Lawmakers balked at paying high costs for drugs to treat a condition that was historically regarded as cosmetic. Safety problems in the 1990s with the anti-obesity treatment known as fen-phen, which had to be withdrawn from the market, were also fresh in their minds.
Medicaid, the state and federal partnership program for low-income people, does cover the drugs in some areas, but access is fragmented.
The conversation is shifting
New studies are showing the drugs do more than help patients slim down.
Rep. Brad Wenstrup, R-Ohio, introduced legislation with Rep. Raul Ruiz, D-Calif., this year that would allow Medicare to cover the now-forbidden anti-obesity drugs, therapy, nutritionists and dietitians.
“For years there was a stigma against these people, then there was a stigma about talking about obesity,” Wenstrup said in an interview with The Associated Press. “Now we’re in a place where we’re saying this is a health problem we need to deal with this.”
He believes the intervention could alleviate all sorts of ailments associated with obesity that cost the system money.
“The problem is so prevalent,” Wenstrup said. “People are starting to realize you have to take into consideration the savings that comes with better health.”
Last year, about 40% of the nearly 66 million people enrolled in Medicare had obesity. That roughly mirrors the larger U.S. population, where 42% of adults struggle with obesity, according to the Centers for Disease Control and Prevention.
Notably, Medicare does cover certain surgical procedures to treat medical complications of obesity in people with a BMI of 35 and at least one related condition. Congress approved the exception in 2006, noted Mark McClellan, a former head of the Centers for Medicare and Medicaid Services and the FDA.
The 17-year-old law may provide a blueprint for expanding coverage of the new drugs, which mirror the results of bariatric surgery in some cases, McClellan said. Evidence showed that the surgery reduced the risks of death and serious illness from conditions related to obesity.
“And that’s been the basis for coverage all this time,” McClellan said.
Cost is the issue
Still, the upfront price tag for lifting the rule remains a challenge.
Some research shows offering weight loss drugs would assure Medicare’s impending bankruptcy. A Vanderbilt University analysis this year put an annual price of about $26 billion on anti-obesity drugs for Medicare if just 10% of the system’s enrollees were prescribed the medication.
Other research, however, shows it could also save the government billions, even trillions over many years, because it would reduce some of the chronic conditions and problems that stem from obesity.
An analysis this year from the University of Southern California’s Schaeffer Center estimated the government could save as much as $245 billion in a decade, with the majority of savings coming from reducing hospitalizations and other care.

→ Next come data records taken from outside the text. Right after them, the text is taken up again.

//! Workbook substrate for metainsights
//!
//! Provides the grid the importer runs against: a [`Book`] of named
//! [`Sheet`]s holding [`CellValue`]s, addressed with A1 notation, loaded from
//! and saved to XLSX files or directories of CSV files.
//!
//! # Examples
//!
//! ## Creating a sheet from data
//!
//! ```
//! use metainsights_sheet::{Sheet, CellValue};
//!
//! let sheet = Sheet::from_data(vec![
//!     vec!["Alcance no Facebook"],
//!     vec!["Data", "Primary"],
//! ]);
//!
//! assert_eq!(sheet.row_count(), 2);
//! assert_eq!(sheet.col_count(), 2);
//! assert_eq!(sheet.cell(1, 1), &CellValue::from("Primary"));
//! ```
//!
//! ## Growing a sheet
//!
//! ```
//! use metainsights_sheet::{Sheet, CellValue};
//!
//! let mut sheet = Sheet::new();
//! sheet.set_a1("D5", 150).unwrap();
//!
//! assert_eq!(sheet.row_count(), 5);
//! assert_eq!(sheet.get_a1("D5").unwrap(), &CellValue::Int(150));
//! ```
//!
//! ## Working with books
//!
//! ```
//! use metainsights_sheet::{Book, Sheet};
//!
//! let mut book = Book::new();
//! book.add_sheet("Alcance", Sheet::new()).unwrap();
//! book.insert_sheet("Facebook Insights").unwrap();
//!
//! assert_eq!(book.sheet_count(), 2);
//! assert!(book.insert_sheet("Alcance").is_err());
//! ```

mod a1_notation;
mod book;
mod cell;
mod csv;
mod error;
mod sheet;
mod xlsx;

/// Re-export A1 notation helpers.
pub use a1_notation::{
    column_index_to_letters, parse_a1, parse_column, parse_column_range, to_a1_notation,
};
/// Re-export book type.
pub use book::Book;
/// Re-export cell value types and date helpers.
pub use cell::{datetime_to_serial, parse_datetime, serial_to_datetime, CellValue, FormulaCell};
/// Re-export CSV options.
pub use csv::CsvOptions;
/// Re-export sheet error types.
pub use error::{Result, SheetError};
/// Re-export sheet type.
pub use sheet::Sheet;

“What we did is we looked at the long-term health consequences of treating obesity in the Medicare population,” said the study’s co-author, Darius Lakdawalla, the director of research at the center. The Schaeffer Center receives funding from pharmaceutical companies, including Eli Lilly.
Lakdawalla said it’s nearly impossible to put a cost on covering the drugs because no one knows how many people will end up taking them or what the drugs will be priced at.

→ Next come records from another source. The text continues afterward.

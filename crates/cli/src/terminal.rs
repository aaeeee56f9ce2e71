//! Terminal front end for import dialogs.

use colored::Colorize;
use metainsights_core::{Confirmation, Ui};
use rustyline::error::ReadlineError;
use rustyline::DefaultEditor;
use tracing::warn;

/// Prints dialogs to stdout and reads confirmations from the terminal.
///
/// With `assume_yes` every confirmation is answered OK without prompting.
pub struct TerminalUi {
    editor: Option<DefaultEditor>,
    assume_yes: bool,
}

impl TerminalUi {
    pub fn new(assume_yes: bool) -> Self {
        TerminalUi {
            editor: None,
            assume_yes,
        }
    }

    fn read_answer(&mut self) -> Confirmation {
        if self.editor.is_none() {
            match DefaultEditor::new() {
                Ok(editor) => self.editor = Some(editor),
                Err(e) => {
                    warn!("cannot open terminal for confirmation: {e}");
                    return Confirmation::Cancel;
                }
            }
        }
        let Some(editor) = self.editor.as_mut() else {
            return Confirmation::Cancel;
        };

        let prompt = "[OK/Cancelar] > ".green().bold().to_string();
        match editor.readline(&prompt) {
            Ok(line) => parse_answer(&line),
            Err(ReadlineError::Interrupted | ReadlineError::Eof) => Confirmation::Cancel,
            Err(e) => {
                warn!("confirmation prompt failed: {e}");
                Confirmation::Cancel
            }
        }
    }
}

impl Ui for TerminalUi {
    fn confirm(&mut self, title: &str, message: &str) -> Confirmation {
        println!("{}", title.cyan().bold());
        println!("{message}");
        if self.assume_yes {
            println!("{}", "OK (--yes)".dimmed());
            return Confirmation::Ok;
        }
        self.read_answer()
    }

    fn alert(&mut self, title: &str, message: &str) {
        println!("{}", title.yellow().bold());
        println!("{message}");
    }

    fn toast(&mut self, message: &str) {
        println!("{} {message}", "»".green());
    }
}

/// Only an explicit OK (or yes/sim) confirms.
fn parse_answer(line: &str) -> Confirmation {
    match line.trim().to_lowercase().as_str() {
        "ok" | "o" | "y" | "yes" | "s" | "sim" => Confirmation::Ok,
        _ => Confirmation::Cancel,
    }
}

#[cfg(test)]
mod tests {
    use super::*;

    #[test]
    fn test_parse_answer() {
        assert_eq!(parse_answer("OK"), Confirmation::Ok);
        assert_eq!(parse_answer(" sim "), Confirmation::Ok);
        assert_eq!(parse_answer("y"), Confirmation::Ok);
        assert_eq!(parse_answer(""), Confirmation::Cancel);
        assert_eq!(parse_answer("cancelar"), Confirmation::Cancel);
        assert_eq!(parse_answer("talvez"), Confirmation::Cancel);
    }

    #[test]
    fn test_assume_yes_never_prompts() {
        let mut ui = TerminalUi::new(true);
        assert!(ui.confirm("Importar Alcance", "...").is_ok());
        assert!(ui.editor.is_none());
    }
}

The Congressional Budget Office, which is tasked with pricing out legislative proposals, acknowledged this difficulty in an October blog post, with the director calling for more research on the topic.
Overall, the agency “expects that the drug’s net cost to the Medicare program would be significant over the next 10 years.”
The cost of the legislation is the biggest hang up in getting support, Ruiz said.
“When we talk about the initial cost, I often have to educate the members that the CBO does not take into account cost savings in their cost benefit analysis,” Ruiz told the AP. “Taking that number in isolation, one does not get the full picture of the full economies of reducing obesity and all of its comorbidities in our patients.”